If Mr. Akin had himself been raped, he might be able to sympathize, but that is another thing all together. After all, a raped man has been hurt and humiliated, but the semen placed inside his innermost, private places by his rapist eventually drains off, leaving the horrifying memory and a possibility of disease, but most assuredly not a 9-month pregnancy.
Later, in an effort to cover his “legitimate” blunder, Akin said he was referring to the fact that sometimes women claim rape where none has occurred. And later yet, he said that what he really meant was “forcible” rape.
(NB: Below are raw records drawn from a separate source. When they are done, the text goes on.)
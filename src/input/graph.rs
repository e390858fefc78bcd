//! Undirected graph model and the random connected-graph generator.
//!
//! Generation runs in two phases that can be exercised independently:
//!
//! 1. [`add_random_edges`] gives every node 2–3 random edges to peers it is
//!    not yet connected to.
//! 2. [`repair_connectivity`] walks the nodes in identifier order and links
//!    each node to its predecessor whenever the two are in different
//!    components, which leaves exactly one component.

use crate::algorithms::InvalidInputError;
use crate::config::{clamp_node_count, LAYOUT_HEIGHT, LAYOUT_PADDING, LAYOUT_WIDTH};
use rand::Rng;
use std::collections::VecDeque;
use std::f64::consts::PI;
use std::fmt;

/// Node identifier; displayed as a letter (`A`, `B`, ...)
#[derive(Debug, Clone, Copy, PartialEq, Eq, Hash, PartialOrd, Ord)]
pub struct NodeId(pub usize);

impl NodeId {
    pub fn index(self) -> usize {
        self.0
    }
}

impl fmt::Display for NodeId {
    fn fmt(&self, f: &mut fmt::Formatter<'_>) -> fmt::Result {
        if self.0 < 26 {
            write!(f, "{}", (b'A' + self.0 as u8) as char)
        } else {
            write!(f, "N{}", self.0)
        }
    }
}

/// 2-D layout coordinate (y grows downward)
#[derive(Debug, Clone, Copy, PartialEq)]
pub struct Point {
    pub x: f64,
    pub y: f64,
}

/// Undirected graph with ordered adjacency lists
#[derive(Debug, Clone, PartialEq)]
pub struct Graph {
    positions: Vec<Point>,
    adjacency: Vec<Vec<NodeId>>,
    start: NodeId,
}

impl Graph {
    /// Build a graph from raw parts without validation
    pub fn from_parts(positions: Vec<Point>, adjacency: Vec<Vec<NodeId>>, start: NodeId) -> Self {
        Graph {
            positions,
            adjacency,
            start,
        }
    }

    /// Graph with `node_count` nodes on a circle and no edges
    pub fn with_nodes(node_count: usize) -> Self {
        Graph {
            positions: circular_layout(node_count),
            adjacency: vec![Vec::new(); node_count],
            start: NodeId(0),
        }
    }

    /// Circular layout plus the given undirected edges, inserted in order
    pub fn with_edges(node_count: usize, edges: &[(usize, usize)]) -> Self {
        let mut graph = Graph::with_nodes(node_count);
        for &(a, b) in edges {
            graph.add_edge(NodeId(a), NodeId(b));
        }
        graph
    }

    pub fn node_count(&self) -> usize {
        self.adjacency.len()
    }

    pub fn nodes(&self) -> impl Iterator<Item = NodeId> {
        (0..self.adjacency.len()).map(NodeId)
    }

    pub fn start(&self) -> NodeId {
        self.start
    }

    pub fn set_start(&mut self, start: NodeId) {
        self.start = start;
    }

    pub fn position(&self, node: NodeId) -> Option<Point> {
        self.positions.get(node.index()).copied()
    }

    /// Neighbors in insertion order
    pub fn neighbors(&self, node: NodeId) -> &[NodeId] {
        self.adjacency
            .get(node.index())
            .map(Vec::as_slice)
            .unwrap_or(&[])
    }

    pub fn has_edge(&self, a: NodeId, b: NodeId) -> bool {
        self.neighbors(a).contains(&b)
    }

    /// Add an undirected edge; returns false for self-loops, unknown nodes
    /// or an edge that already exists
    pub fn add_edge(&mut self, a: NodeId, b: NodeId) -> bool {
        let count = self.node_count();
        if a == b || a.index() >= count || b.index() >= count || self.has_edge(a, b) {
            return false;
        }
        self.adjacency[a.index()].push(b);
        self.adjacency[b.index()].push(a);
        true
    }

    /// Each undirected edge once, as `(lower, higher)`
    pub fn edges(&self) -> Vec<(NodeId, NodeId)> {
        let mut edges = Vec::new();
        for node in self.nodes() {
            for &neighbor in self.neighbors(node) {
                if node < neighbor {
                    edges.push((node, neighbor));
                }
            }
        }
        edges
    }

    /// Nodes reachable from `from`, indexed by node id
    pub fn reachable_from(&self, from: NodeId) -> Vec<bool> {
        let mut seen = vec![false; self.node_count()];
        if from.index() >= seen.len() {
            return seen;
        }
        let mut queue = VecDeque::from([from]);
        seen[from.index()] = true;
        while let Some(node) = queue.pop_front() {
            for &next in self.neighbors(node) {
                if let Some(slot) = seen.get_mut(next.index()) {
                    if !*slot {
                        *slot = true;
                        queue.push_back(next);
                    }
                }
            }
        }
        seen
    }

    pub fn is_connected(&self) -> bool {
        self.node_count() > 0 && self.reachable_from(self.start).iter().all(|&r| r)
    }

    /// Check the structural preconditions of the traversal algorithms
    pub fn validate(&self) -> Result<(), InvalidInputError> {
        let count = self.node_count();
        if count == 0 {
            return Err(InvalidInputError::EmptyGraph);
        }
        if self.start.index() >= count {
            return Err(InvalidInputError::StartOutOfRange {
                start: self.start,
                nodes: count,
            });
        }
        for node in self.nodes() {
            for &neighbor in self.neighbors(node) {
                if neighbor.index() >= count {
                    return Err(InvalidInputError::DanglingNeighbor {
                        from: node,
                        to: neighbor,
                    });
                }
                if !self.has_edge(neighbor, node) {
                    return Err(InvalidInputError::AsymmetricEdge {
                        from: node,
                        to: neighbor,
                    });
                }
            }
        }
        let reachable = self.reachable_from(self.start);
        if let Some(index) = reachable.iter().position(|&r| !r) {
            return Err(InvalidInputError::DisconnectedGraph {
                node: NodeId(index),
                start: self.start,
            });
        }
        Ok(())
    }
}

/// Evenly spaced positions on a circle inside the layout canvas
pub fn circular_layout(node_count: usize) -> Vec<Point> {
    let radius = LAYOUT_WIDTH.min(LAYOUT_HEIGHT) / 2.0 - LAYOUT_PADDING;
    let center_x = LAYOUT_WIDTH / 2.0;
    let center_y = LAYOUT_HEIGHT / 2.0;

    (0..node_count)
        .map(|i| {
            let angle = (i as f64 / node_count as f64) * 2.0 * PI;
            Point {
                x: center_x + radius * angle.cos(),
                y: center_y + radius * angle.sin(),
            }
        })
        .collect()
}

/// Random connected graph; the node count is clamped to the supported range
pub fn generate_graph<R: Rng + ?Sized>(node_count: usize, rng: &mut R) -> Graph {
    let mut graph = Graph::with_nodes(clamp_node_count(node_count));
    add_random_edges(&mut graph, rng);
    repair_connectivity(&mut graph);
    graph
}

/// Random phase: each node, in order, picks 2–3 peers it is not yet linked to
pub fn add_random_edges<R: Rng + ?Sized>(graph: &mut Graph, rng: &mut R) {
    for node in 0..graph.node_count() {
        let node = NodeId(node);
        let wanted = rng.random_range(2..=3usize);
        let mut available: Vec<NodeId> = graph
            .nodes()
            .filter(|&peer| peer != node && !graph.has_edge(node, peer))
            .collect();

        for _ in 0..wanted.min(available.len()) {
            let pick = rng.random_range(0..available.len());
            let peer = available.remove(pick);
            graph.add_edge(node, peer);
        }
    }
}

/// Repair phase: link each node to its predecessor when they sit in
/// different components. Returns the number of edges added.
pub fn repair_connectivity(graph: &mut Graph) -> usize {
    let mut components = DisjointSet::new(graph.node_count());
    for (a, b) in graph.edges() {
        components.union(a.index(), b.index());
    }

    let mut added = 0;
    for index in 1..graph.node_count() {
        if components.find(index) != components.find(index - 1) {
            graph.add_edge(NodeId(index), NodeId(index - 1));
            components.union(index, index - 1);
            added += 1;
        }
    }
    added
}

/// Union-find over node indices
struct DisjointSet {
    parent: Vec<usize>,
}

impl DisjointSet {
    fn new(size: usize) -> Self {
        DisjointSet {
            parent: (0..size).collect(),
        }
    }

    fn find(&mut self, mut index: usize) -> usize {
        while self.parent[index] != index {
            self.parent[index] = self.parent[self.parent[index]];
            index = self.parent[index];
        }
        index
    }

    fn union(&mut self, a: usize, b: usize) {
        let root_a = self.find(a);
        let root_b = self.find(b);
        if root_a != root_b {
            self.parent[root_b] = root_a;
        }
    }
}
Dear Mr. Akin: Please look up the word “rape” in your dictionary. You will discover that it has several meanings, but that in the meaning related to sex, “force” is an essential part of the definition. All rape is “forcible” rape. Un-forcible rape does not exist: the correct term for that is consensual intercourse, which bears no relation to this discussion.
No man can empathize with what it is to be pregnant, with all its glorious moments and scary feelings and the physical drain that a growing fetus places on the body, never mind the uncertainness, anxiety, and pain of the delivery itself or the hormonal highs and lows thereafter. Certainly, fathers can be proud and helpful and full of anticipation and understanding that a woman is enduring a lot for the sake of their unborn child. And for sure fathers can love their offspring, too — but again, unless they are female, they cannot fully grasp what it is to carry a child to term. Nor can they begin to understand the agony of what it must be to carry the child of a rape.
That the collection of cells forcibly placed into a woman’s body by her rapist may possibly fertilize an egg is demonstrably true. Certainly the child, if those cells are allowed to develop into one, is an innocent victim of the rape. But immediately after a rape, for others to weigh the potential of those cells against a living, breathing violated woman, is excessively cruel.
She may, trusting to the power of nurture, choose to bear and rear such a child, or to put the infant up for adoption. Or she may choose to abort it. Surely that agonizing choice should be hers alone. The government has no business deciding it for her.
Isn’t it odd that the very people who keep saying we need to get the government out of our lives, at the same time condone legislation insisting that more than half the population needs its government to tell them what to do or not to do with their wombs?
It is hard to imagine being so smug that one could make the decision to abort or not to abort for someone else, someone whose beliefs or background or reasoning or agonizing you don’t know, nor ever will know. The instinctive response to that can only be: “Who the hell does he think he is?”